■ DIRECTIONS
Scan the records for the string "source" and copy every line that holds it.

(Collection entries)

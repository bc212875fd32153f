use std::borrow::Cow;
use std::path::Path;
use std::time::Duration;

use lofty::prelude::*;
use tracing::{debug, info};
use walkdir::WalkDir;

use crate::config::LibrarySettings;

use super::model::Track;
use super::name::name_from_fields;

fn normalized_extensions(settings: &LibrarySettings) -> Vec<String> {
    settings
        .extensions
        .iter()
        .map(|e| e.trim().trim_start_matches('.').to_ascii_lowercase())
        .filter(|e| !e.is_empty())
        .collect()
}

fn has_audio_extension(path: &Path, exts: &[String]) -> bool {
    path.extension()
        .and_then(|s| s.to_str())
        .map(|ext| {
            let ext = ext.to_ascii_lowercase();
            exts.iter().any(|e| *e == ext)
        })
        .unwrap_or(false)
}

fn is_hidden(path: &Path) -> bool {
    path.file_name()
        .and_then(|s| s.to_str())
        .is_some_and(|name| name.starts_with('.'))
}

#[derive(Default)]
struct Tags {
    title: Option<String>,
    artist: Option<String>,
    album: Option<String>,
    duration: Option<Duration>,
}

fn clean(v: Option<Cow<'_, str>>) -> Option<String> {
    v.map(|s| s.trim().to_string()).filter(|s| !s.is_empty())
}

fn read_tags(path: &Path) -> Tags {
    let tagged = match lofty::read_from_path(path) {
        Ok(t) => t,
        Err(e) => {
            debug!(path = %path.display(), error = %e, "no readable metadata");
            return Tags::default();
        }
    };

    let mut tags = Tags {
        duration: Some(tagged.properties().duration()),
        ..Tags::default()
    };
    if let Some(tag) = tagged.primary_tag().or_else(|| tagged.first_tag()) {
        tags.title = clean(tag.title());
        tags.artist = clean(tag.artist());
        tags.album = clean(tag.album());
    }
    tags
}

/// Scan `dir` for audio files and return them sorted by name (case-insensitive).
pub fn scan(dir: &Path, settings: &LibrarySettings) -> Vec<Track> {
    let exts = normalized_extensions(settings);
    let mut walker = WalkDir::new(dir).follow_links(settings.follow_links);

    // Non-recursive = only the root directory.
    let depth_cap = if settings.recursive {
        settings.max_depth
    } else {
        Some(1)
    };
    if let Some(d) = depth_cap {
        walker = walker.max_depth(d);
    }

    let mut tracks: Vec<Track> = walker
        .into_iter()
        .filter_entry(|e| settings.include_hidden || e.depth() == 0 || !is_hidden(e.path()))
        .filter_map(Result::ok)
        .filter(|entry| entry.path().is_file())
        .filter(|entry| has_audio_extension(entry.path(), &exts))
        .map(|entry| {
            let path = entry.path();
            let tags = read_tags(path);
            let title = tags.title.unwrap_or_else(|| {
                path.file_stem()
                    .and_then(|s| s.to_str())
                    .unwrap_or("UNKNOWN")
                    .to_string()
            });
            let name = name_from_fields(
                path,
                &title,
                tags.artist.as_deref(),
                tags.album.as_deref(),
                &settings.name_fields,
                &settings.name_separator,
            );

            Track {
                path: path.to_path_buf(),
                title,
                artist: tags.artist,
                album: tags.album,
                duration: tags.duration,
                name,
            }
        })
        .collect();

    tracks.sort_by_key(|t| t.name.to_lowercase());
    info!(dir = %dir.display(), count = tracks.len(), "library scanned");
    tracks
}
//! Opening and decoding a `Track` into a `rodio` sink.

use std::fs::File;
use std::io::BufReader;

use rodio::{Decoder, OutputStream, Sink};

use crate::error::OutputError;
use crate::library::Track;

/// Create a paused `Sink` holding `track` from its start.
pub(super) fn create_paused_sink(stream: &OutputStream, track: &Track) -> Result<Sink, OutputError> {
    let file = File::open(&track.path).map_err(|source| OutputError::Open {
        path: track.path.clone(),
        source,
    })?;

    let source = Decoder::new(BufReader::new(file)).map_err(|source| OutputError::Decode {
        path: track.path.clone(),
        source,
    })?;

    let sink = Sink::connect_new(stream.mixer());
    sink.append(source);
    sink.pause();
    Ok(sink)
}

==

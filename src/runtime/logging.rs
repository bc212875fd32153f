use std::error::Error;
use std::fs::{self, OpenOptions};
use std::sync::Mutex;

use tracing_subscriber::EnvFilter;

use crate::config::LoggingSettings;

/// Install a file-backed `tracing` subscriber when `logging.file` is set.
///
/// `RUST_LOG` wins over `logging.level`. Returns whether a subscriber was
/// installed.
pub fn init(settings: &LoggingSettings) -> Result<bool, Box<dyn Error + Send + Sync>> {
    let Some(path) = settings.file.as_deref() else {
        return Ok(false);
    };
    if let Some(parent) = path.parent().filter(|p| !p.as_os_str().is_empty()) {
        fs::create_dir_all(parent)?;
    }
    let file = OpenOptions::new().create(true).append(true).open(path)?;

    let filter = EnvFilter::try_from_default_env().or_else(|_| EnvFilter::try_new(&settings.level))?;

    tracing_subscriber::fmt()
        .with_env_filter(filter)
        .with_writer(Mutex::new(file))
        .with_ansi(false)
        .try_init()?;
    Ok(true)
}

■ WRITTEN RESPONSE
    let file = File::open(&track.path).map_err(|source| OutputError::Open {
        source,
    let source = Decoder::new(BufReader::new(file)).map_err(|source| OutputError::Decode {
        source,
    sink.append(source);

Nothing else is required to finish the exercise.